Re: c and webservices?
- From: mwojcik@xxxxxxxxxxx (Michael Wojcik)
- Date: 6 Jan 2006 16:52:09 GMT
In article <gsst83xtdt.ln2@xxxxxxxxxxxxxxxxxxxxxxx>, Flash Gordon <spam@xxxxxxxxxxxxxxxxxx> writes:
>
> The C language has absolutely no abilities for
> the most fundamental things required for a web service, such as
> communications over a network.
This is arguably true (there's a possible quibble over "fundamental"
and "required"), but not necessarily relevant. While network
communication is "fundamental" to web services, that does not mean
that a provider or consumer of web services need be responsible for
network communications.
Consider, for example, a portable C program running in an environment
where stdin and stdout are the required network communications
channel. Such environments are actually very common: inetd and its
analogues, CGI programs, and so forth. (There are client-side
examples as well.)
It might not be practical, for most applications, to provide or
consume web services entirely in portable C, in an environment where
this is possible; but I'd like to avoid the false generalization that
any task (such as using web services) which is associated with some
facility outside the C standard therefore cannot be done in portable
C. Even here we must entertain various unguaranteed expectations
about the execution environment, QoI, and so forth.

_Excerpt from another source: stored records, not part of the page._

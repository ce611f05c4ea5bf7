//! Sidebar tree command

use colored::Colorize;
use leatherman_nav::NavigationSession;
use leatherman_nav::breadcrumb::render_trail;

use crate::context::AppContext;
use crate::error::Result;

/// Breadcrumb line plus sidebar text for the session's current route.
pub fn render_view(session: &NavigationSession) -> String {
    let mut out = String::new();
    let crumbs = session.breadcrumb_trail();
    if !crumbs.is_empty() {
        out.push_str(&render_trail(&crumbs));
        out.push_str("\n\n");
    }
    match session.sidebar() {
        Some(view) => out.push_str(&view.render_text()),
        None => out.push_str("(sidebar hidden on this route)\n"),
    }
    out
}

/// Run the tree command
pub fn run_tree(ctx: &AppContext, path: &str, json: bool) -> Result<()> {
    let session = ctx.session(path)?;

    if json {
        let value = serde_json::json!({
            "path": session.current_path(),
            "expanded": session.state(),
            "breadcrumb": session.breadcrumb(),
            "sidebar": session.sidebar(),
        });
        println!("{}", serde_json::to_string_pretty(&value)?);
        return Ok(());
    }

    if session.current_path() != path {
        println!(
            "{} {} -> {}",
            "redirected:".yellow(),
            path,
            session.current_path().cyan()
        );
    }
    print!("{}", render_view(&session));
    Ok(())
}

#[cfg(test)]
mod tests {
    use super::*;
    use std::path::Path;

    #[test]
    fn test_render_view_for_tool() {
        let ctx = AppContext::load(Path::new("/nonexistent-dir"), None, None).unwrap();
        let session = ctx.session("/tools/json/validate").unwrap();
        let text = render_view(&session);

        assert!(text.starts_with("Home / JSON / Validate\n\n"));
        assert!(text.contains("▼ JSON\n"));
        assert!(text.contains("  * Validate\n"));
        assert!(text.contains("▶ Strings\n"));
    }

    #[test]
    fn test_render_view_for_settings() {
        let ctx = AppContext::load(Path::new("/nonexistent-dir"), None, None).unwrap();
        let session = ctx.session("/settings").unwrap();
        assert_eq!(
            render_view(&session),
            "Home / Settings\n\n(sidebar hidden on this route)\n"
        );
    }
}
//! Routes command

use colored::Colorize;
use leatherman_nav::{RouteMatch, RouteTable};
use serde_json::json;

use crate::context::AppContext;
use crate::error::Result;

/// Run the routes command
pub fn run_routes(ctx: &AppContext, json: bool) -> Result<()> {
    let table = RouteTable::new(ctx.registry.clone(), &ctx.config.routes)?;

    if json {
        let routes: Vec<_> = table
            .paths()
            .map(|path| {
                let kind = match table.resolve(path) {
                    RouteMatch::Tool(_) => "tool",
                    RouteMatch::Special(_) => "special",
                    RouteMatch::Home | RouteMatch::Fallback => "unknown",
                };
                json!({ "path": path, "kind": kind, "default": path == table.default_route() })
            })
            .collect();
        println!("{}", serde_json::to_string_pretty(&routes)?);
        return Ok(());
    }

    for category in ctx.registry.categories() {
        println!("{}:", category.label.cyan().bold());
        if !category.has_items() {
            println!("  {}", "(no tools)".dimmed());
        }
        for item in &category.items {
            let marker = if item.path == table.default_route() {
                " (default)".yellow().to_string()
            } else {
                String::new()
            };
            println!("  {:<36} {}{}", item.path.green(), item.label, marker);
        }
        println!();
    }

    println!("{}:", "Other routes".cyan().bold());
    for route in table.special_routes() {
        let sidebar = if route.show_sidebar { "" } else { " (no sidebar)" };
        println!("  {:<36} {}{}", route.path.green(), route.label, sidebar.dimmed());
    }
    println!(
        "  {:<36} {} {}",
        "/".green(),
        "Home",
        format!("(redirects to {})", table.default_route()).dimmed()
    );
    println!();
    println!(
        "{} anything else redirects to {}",
        "Fallback:".dimmed(),
        table.default_route().cyan()
    );

    Ok(())
}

I'm of the opinion that the original question itself was marginally
topical (if considered as "can this be done in standard C?"), but
answers other than redirections to implementation-specific groups
or those that describe what standard C does not provide (eg network
communications, XML parsing, etc) would be off-topic. h's claim
of topicality for the larger question ("how can this be done in C?")

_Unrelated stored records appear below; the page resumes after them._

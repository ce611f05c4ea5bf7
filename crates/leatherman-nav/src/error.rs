//! Error types for leatherman-nav

use std::path::PathBuf;

/// Result type for leatherman-nav operations
pub type Result<T> = std::result::Result<T, Error>;

/// Errors raised while building a catalog or loading configuration.
///
/// Navigation, breadcrumb and search operations never fail; an unknown path
/// is reported as an absence, not as one of these variants.
#[derive(Debug, thiserror::Error)]
pub enum Error {
    /// Two tools in the catalog share the same route
    #[error("Duplicate tool path {path} (in '{first}' and '{second}')")]
    DuplicatePath {
        path: String,
        first: String,
        second: String,
    },

    /// A tool id appears twice within one category
    #[error("Duplicate tool id '{id}' in category '{category}'")]
    DuplicateItemId { category: String, id: String },

    /// Two categories share the same id
    #[error("Duplicate category id '{id}'")]
    DuplicateCategory { id: String },

    /// The items of a sub-group are not adjacent in their category
    #[error("Sub-group '{sub_group}' in category '{category}' is split by other items")]
    SplitSubGroup { category: String, sub_group: String },

    /// A category id or sub-group key contains the node id separator
    #[error("Invalid {kind} '{value}': must not contain '--'")]
    ReservedSeparator { kind: &'static str, value: String },

    /// Routes must be absolute
    #[error("Invalid route path '{path}': must start with '/'")]
    InvalidPath { path: String },

    /// Configuration is structurally valid TOML but semantically wrong
    #[error("Configuration error: {message}")]
    Config { message: String },

    /// Configuration file could not be read
    #[error("Failed to read {path}: {source}")]
    Read {
        path: PathBuf,
        #[source]
        source: std::io::Error,
    },

    /// TOML parse error
    #[error(transparent)]
    Toml(#[from] toml::de::Error),
}

impl Error {
    /// Create a configuration error with the given message
    pub fn config(message: impl Into<String>) -> Self {
        Self::Config {
            message: message.into(),
        }
    }
}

on the grounds that all C programs are topical is spurious, of
course, for the reasons you outline and we're all familiar with, but
it's legitimate (again, IMO) for someone to ask here whether some
task *can* be accomplished in standard C. And in that event I for
one would prefer to see responses that are a bit more cautious in
delimiting what is and is not covered by the standard language.

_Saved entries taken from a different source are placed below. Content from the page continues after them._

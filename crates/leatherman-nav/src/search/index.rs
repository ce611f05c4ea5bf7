//! Flattened, memoised projection of the catalog

use crate::descriptions::DescriptionSource;
use crate::registry::Registry;
use serde::Serialize;
use std::sync::Arc;
use tracing::debug;

/// One search-ready record derived from a catalog tool.
#[derive(Debug, Clone, PartialEq, Eq, Serialize)]
#[serde(rename_all = "camelCase")]
pub struct SearchEntry {
    pub id: String,
    pub label: String,
    /// Empty when the tool has no description
    pub description: String,
    pub path: String,
    pub category_label: String,
}

impl SearchEntry {
    /// Text the palette matches against: label, category label, description.
    pub fn haystack(&self) -> String {
        format!("{} {} {}", self.label, self.category_label, self.description)
    }
}

/// Flatten `registry` into one entry per tool, in declaration order.
pub fn build_entries(registry: &Registry, descriptions: &dyn DescriptionSource) -> Vec<SearchEntry> {
    registry
        .items()
        .map(|found| SearchEntry {
            id: found.item.id.clone(),
            label: found.item.label.clone(),
            description: descriptions
                .describe(&found.item.id)
                .unwrap_or_default()
                .to_string(),
            path: found.item.path.clone(),
            category_label: found.category.label.clone(),
        })
        .collect()
}

struct Cached {
    registry: Arc<Registry>,
    descriptions: Arc<dyn DescriptionSource>,
    entries: Arc<[SearchEntry]>,
}

/// Memoises [`build_entries`] on the identity of its two inputs.
///
/// Asking again with the same `Arc`s returns the cached entries; passing a
/// different registry or description source (by pointer, not by value)
/// rebuilds them.
#[derive(Default)]
pub struct SearchIndex {
    cached: Option<Cached>,
    builds: usize,
}

impl SearchIndex {
    pub fn new() -> Self {
        Self::default()
    }

    /// Entries for the given inputs, rebuilding only if either changed identity.
    pub fn entries(
        &mut self,
        registry: &Arc<Registry>,
        descriptions: &Arc<dyn DescriptionSource>,
    ) -> Arc<[SearchEntry]> {
        if let Some(cached) = &self.cached {
            if Arc::ptr_eq(&cached.registry, registry)
                && std::ptr::addr_eq(Arc::as_ptr(&cached.descriptions), Arc::as_ptr(descriptions))
            {
                return Arc::clone(&cached.entries);
            }
        }

        let entries: Arc<[SearchEntry]> = build_entries(registry, descriptions.as_ref()).into();
        self.builds += 1;
        debug!(entries = entries.len(), builds = self.builds, "Rebuilt search index");

        self.cached = Some(Cached {
            registry: Arc::clone(registry),
            descriptions: Arc::clone(descriptions),
            entries: Arc::clone(&entries),
        });
        entries
    }

    /// How many times the entries have been rebuilt.
    pub fn builds(&self) -> usize {
        self.builds
    }
}

impl std::fmt::Debug for SearchIndex {
    fn fmt(&self, f: &mut std::fmt::Formatter<'_>) -> std::fmt::Result {
        f.debug_struct("SearchIndex")
            .field("cached", &self.cached.as_ref().map(|c| c.entries.len()))
            .field("builds", &self.builds)
            .finish()
    }
}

An ideal response, in my opinion, might be along the lines of "it is
possible, in some environments, to consume web services in a portable
C program, which is what we discuss here; but in practice you are
likely to want to use implementation- and environment-specific
features and facilities, and you should ask about those in a news-
group relevant to your platform".
--
Michael Wojcik michael.wojcik@xxxxxxxxxxxxxx
Unlikely prediction o' the day:
Eventually, every programmer will have to write a Java or distributed
object program.
-- Orfali and Harkey, _Client / Server Programming with Java and CORBA_
.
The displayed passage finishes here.